## About this exercise
Below are some records; find each line that carries the word "OutputContainer" and copy it.

Data entries
● ● ● ● ● ● ●
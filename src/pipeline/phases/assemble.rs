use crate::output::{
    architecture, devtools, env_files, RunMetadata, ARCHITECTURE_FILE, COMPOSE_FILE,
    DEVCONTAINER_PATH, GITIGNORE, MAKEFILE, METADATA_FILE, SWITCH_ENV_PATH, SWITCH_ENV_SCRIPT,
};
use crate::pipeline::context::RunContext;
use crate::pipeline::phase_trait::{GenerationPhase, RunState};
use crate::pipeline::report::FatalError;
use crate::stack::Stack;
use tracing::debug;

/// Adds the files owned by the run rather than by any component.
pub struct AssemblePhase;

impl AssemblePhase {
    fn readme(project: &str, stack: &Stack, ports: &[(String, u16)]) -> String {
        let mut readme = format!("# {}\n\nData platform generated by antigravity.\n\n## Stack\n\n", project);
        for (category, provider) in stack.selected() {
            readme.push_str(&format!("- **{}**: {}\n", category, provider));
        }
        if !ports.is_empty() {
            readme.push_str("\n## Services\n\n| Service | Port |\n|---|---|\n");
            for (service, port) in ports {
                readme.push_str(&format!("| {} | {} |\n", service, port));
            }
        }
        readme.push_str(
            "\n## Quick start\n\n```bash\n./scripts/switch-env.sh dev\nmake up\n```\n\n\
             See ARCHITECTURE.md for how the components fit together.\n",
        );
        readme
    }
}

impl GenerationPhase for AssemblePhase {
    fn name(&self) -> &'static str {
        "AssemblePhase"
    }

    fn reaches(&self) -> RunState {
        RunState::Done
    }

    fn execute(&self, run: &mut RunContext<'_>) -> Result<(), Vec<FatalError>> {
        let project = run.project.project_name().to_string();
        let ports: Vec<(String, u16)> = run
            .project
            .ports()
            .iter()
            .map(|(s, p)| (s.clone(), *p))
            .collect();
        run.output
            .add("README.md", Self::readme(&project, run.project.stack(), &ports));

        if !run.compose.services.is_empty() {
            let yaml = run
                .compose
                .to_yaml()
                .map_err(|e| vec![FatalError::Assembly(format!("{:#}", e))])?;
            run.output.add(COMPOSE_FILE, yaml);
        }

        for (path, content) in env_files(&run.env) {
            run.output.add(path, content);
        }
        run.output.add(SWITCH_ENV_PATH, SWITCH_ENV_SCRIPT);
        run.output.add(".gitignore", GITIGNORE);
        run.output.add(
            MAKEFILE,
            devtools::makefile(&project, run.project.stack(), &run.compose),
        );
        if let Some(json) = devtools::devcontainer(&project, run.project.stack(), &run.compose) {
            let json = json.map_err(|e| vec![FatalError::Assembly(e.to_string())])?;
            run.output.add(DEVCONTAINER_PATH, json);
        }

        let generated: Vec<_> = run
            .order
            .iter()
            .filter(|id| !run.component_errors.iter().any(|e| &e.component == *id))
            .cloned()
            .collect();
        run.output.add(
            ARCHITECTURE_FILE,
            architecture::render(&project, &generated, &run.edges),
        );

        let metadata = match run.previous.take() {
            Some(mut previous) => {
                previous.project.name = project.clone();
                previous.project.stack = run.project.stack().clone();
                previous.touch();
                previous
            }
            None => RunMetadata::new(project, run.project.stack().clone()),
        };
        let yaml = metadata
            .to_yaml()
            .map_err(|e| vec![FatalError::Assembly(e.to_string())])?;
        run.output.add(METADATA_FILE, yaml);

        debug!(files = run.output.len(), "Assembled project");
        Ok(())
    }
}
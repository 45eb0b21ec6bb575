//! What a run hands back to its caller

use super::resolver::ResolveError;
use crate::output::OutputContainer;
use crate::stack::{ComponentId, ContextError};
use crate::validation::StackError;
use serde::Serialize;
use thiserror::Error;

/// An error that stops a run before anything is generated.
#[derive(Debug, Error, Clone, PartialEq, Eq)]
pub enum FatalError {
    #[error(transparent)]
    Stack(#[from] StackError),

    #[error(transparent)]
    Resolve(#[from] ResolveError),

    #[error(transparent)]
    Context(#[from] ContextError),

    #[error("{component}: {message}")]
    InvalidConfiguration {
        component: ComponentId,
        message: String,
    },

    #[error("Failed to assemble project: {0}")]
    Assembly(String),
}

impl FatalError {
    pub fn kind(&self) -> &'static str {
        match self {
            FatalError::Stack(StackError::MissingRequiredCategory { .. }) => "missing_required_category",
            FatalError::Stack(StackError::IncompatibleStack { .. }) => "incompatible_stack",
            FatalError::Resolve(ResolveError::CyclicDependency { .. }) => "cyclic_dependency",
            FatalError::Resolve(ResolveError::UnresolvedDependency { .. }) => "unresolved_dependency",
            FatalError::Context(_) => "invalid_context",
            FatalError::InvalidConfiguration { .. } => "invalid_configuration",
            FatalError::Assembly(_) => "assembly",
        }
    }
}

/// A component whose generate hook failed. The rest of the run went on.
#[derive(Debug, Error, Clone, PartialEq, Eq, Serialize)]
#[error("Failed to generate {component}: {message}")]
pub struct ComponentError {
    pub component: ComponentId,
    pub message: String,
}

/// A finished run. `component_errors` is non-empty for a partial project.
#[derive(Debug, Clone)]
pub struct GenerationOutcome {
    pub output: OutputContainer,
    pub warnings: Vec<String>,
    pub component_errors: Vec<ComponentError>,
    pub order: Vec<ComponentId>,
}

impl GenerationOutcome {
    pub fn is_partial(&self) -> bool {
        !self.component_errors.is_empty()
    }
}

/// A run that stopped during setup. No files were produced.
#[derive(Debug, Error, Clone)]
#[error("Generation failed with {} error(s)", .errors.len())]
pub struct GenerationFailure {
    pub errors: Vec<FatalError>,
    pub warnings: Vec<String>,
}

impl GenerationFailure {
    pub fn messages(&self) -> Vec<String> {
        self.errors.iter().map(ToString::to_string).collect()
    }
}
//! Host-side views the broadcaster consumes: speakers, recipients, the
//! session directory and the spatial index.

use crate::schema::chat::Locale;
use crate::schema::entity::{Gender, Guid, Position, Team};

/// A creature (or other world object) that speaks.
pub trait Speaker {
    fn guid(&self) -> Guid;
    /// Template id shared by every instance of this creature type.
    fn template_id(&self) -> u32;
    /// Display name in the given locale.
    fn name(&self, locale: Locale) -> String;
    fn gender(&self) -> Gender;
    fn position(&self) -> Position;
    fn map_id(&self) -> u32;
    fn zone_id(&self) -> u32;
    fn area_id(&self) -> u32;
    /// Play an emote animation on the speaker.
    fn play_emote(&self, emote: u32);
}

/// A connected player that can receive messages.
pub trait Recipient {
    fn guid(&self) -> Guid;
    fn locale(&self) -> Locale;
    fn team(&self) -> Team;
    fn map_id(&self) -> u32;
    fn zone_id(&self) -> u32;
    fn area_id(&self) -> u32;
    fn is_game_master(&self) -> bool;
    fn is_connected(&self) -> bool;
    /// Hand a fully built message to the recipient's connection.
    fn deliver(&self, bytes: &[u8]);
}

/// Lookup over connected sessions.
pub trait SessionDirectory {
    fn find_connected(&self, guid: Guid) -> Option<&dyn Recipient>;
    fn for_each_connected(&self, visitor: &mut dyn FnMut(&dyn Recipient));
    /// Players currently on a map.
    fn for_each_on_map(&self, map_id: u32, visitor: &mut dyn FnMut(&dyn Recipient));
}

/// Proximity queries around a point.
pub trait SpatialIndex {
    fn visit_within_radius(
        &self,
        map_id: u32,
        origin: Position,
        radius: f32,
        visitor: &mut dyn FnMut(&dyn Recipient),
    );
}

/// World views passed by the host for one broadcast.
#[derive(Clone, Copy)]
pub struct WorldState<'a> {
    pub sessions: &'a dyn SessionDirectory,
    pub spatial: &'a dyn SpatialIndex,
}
● ● ● ● ● ● ●
## Response box
use crate::output::OutputContainer;
    pub output: OutputContainer,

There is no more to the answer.